Inducing intestinal immune responses with an IPV-CAF01 vaccine
It is accepted that the major port of entry for the polio virus is the intestinal tract, and that fecal IgA is important in preventing entry of the pathogen,. Therefore, inducing intestinal IgA is a priority of any polio vaccine.
Several publications indicate an immunological connection between the intradermal and intestinal site,. However, in humans, the results obtained with ID administration of IPV are not entirely clear. Thus, one large-scale pediatric study conducted in Cuba by the WHO Initiative for Vaccine Research failed to meet non-inferiority criteria, whereas another showed that three immunizations with one-fifth of the dose of IPV given ID resulted in similar seroconversion rates compared to three full doses of IPV given IM in infants although the antibody were significantly lower in infants given the decreased ID dose of IPV. Thus, the usefulness of the ID administration route for IPV is still being debated.
The results presented in this paper indicated that as an injection site to prime an immune response, the intradermal administration is not as efficient as the IM administration in mice. This was based on experiments showing reduced binding/neutralization titers in the ID group compared to the IM group, receiving the same vaccine (Fig. 6). In addition, the ID administration did not induce IgA in the intestine or in fecal samples (Fig. 6 and data not shown). However, compared to IM or ID alone administration, a side-by-side ID+IM administration with a CAF01 adjuvanted vaccine followed by an IM administration induced significant levels of fecal IgA and, of importance, without compromising serum binding and neutralization titers. Although a subject for future investigations, it may be suggested that T cells primed systemically by IPV-CAF01 can be recruited to other sites, e.g. the intestine, and act as helper T cells to potentiate the response at these sites. This may be of some importance as it suggests that a strong intestinal priming may not be entirely required for intestinal protection as long as an intestinal challenge can effectively boost a pre-existing minor intestinal immunity and/or lead to fast recruitment of immunity residing in other (systemic) locations.
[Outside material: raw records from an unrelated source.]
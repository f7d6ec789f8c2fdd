//! Experimental pilot implementation of the FlowGrid geometry engine MVP.
//!
//! The crate computes deterministic per-cell sizing for a fixed-column grid
//! bound to a scrollable container: cell widths from the available container
//! width, cell heights from a repeating tall/short aspect cycle, and full
//! frames for every cell in a layout pass. The modules follow the RSB
//! `MODULE_SPEC` pattern so the pilot can graduate into a production crate
//! without major surgery.

pub mod error;
pub mod geometry;
pub mod grid;
pub mod logging;
pub mod metrics;
pub mod palette;
pub mod registry;
pub mod supply;

pub use error::{GridError, Result};
pub use geometry::{Insets, Rect, Size};
pub use grid::{
    CellFrame, CellSize, FlowLayout, GridParams, GridParamsConfig, HEIGHT_CYCLE, LINE_SPACING,
    SECTION_VERTICAL_INSET, cell_height, height_ratio,
};
pub use logging::{
    FileSink, LogEvent, LogFields, LogLevel, LogSink, Logger, LoggingError, LoggingResult,
    MemorySink, event_with_fields, json_kv,
};
pub use metrics::{LayoutMetrics, LayoutSnapshot};
pub use palette::{ColorPicker, Palette, SplitMixPicker};
pub use registry::FrameRegistry;
pub use supply::{CELL_CORNER_RADIUS, CellAppearance, CellSupply};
In fact, in this respect it is of particular interest that some studies have shown that IPV (administered via the IM route) may indeed ‘prime’ substantial protective intestinal immunity. Furthermore, in tropical developing countries, a supplemental dose of IPV administered to children previously exposed to OPV boosts humoral and intestinal immunity more effectively than a supplemental dose of OPV–[7],,, which is supported by a study performed in the Netherlands. Thus, it seems reasonable to assume that an IM vaccination with IPV will induce immunity with some ability to interact with the intestinal site and that a simultaneous priming at both the IM and ID site with the same vaccine will increase the intestinal response.
Concluding remarks
In conclusion, we have for the first time characterized the formulation of IPV with the CAF01 adjuvant. The formulation proved to constitute a stable formulation where the majority of IPV was associated with CAF01 and maintained its D-unit activity. IPV-CAF01 induced a strong systemic protective immunity in mice and also influenced the kinetics of the IPV immune response to produce a faster response. Finally, a simultaneous priming at an intradermal and an intramuscular site with the IPV-CAF01 vaccine led to intestinal immunity. CAF01 has successfully completed several phase I studies with other vaccine candidates, and further studies are now ongoing to support the development the IPV-CAF01 towards a human trial.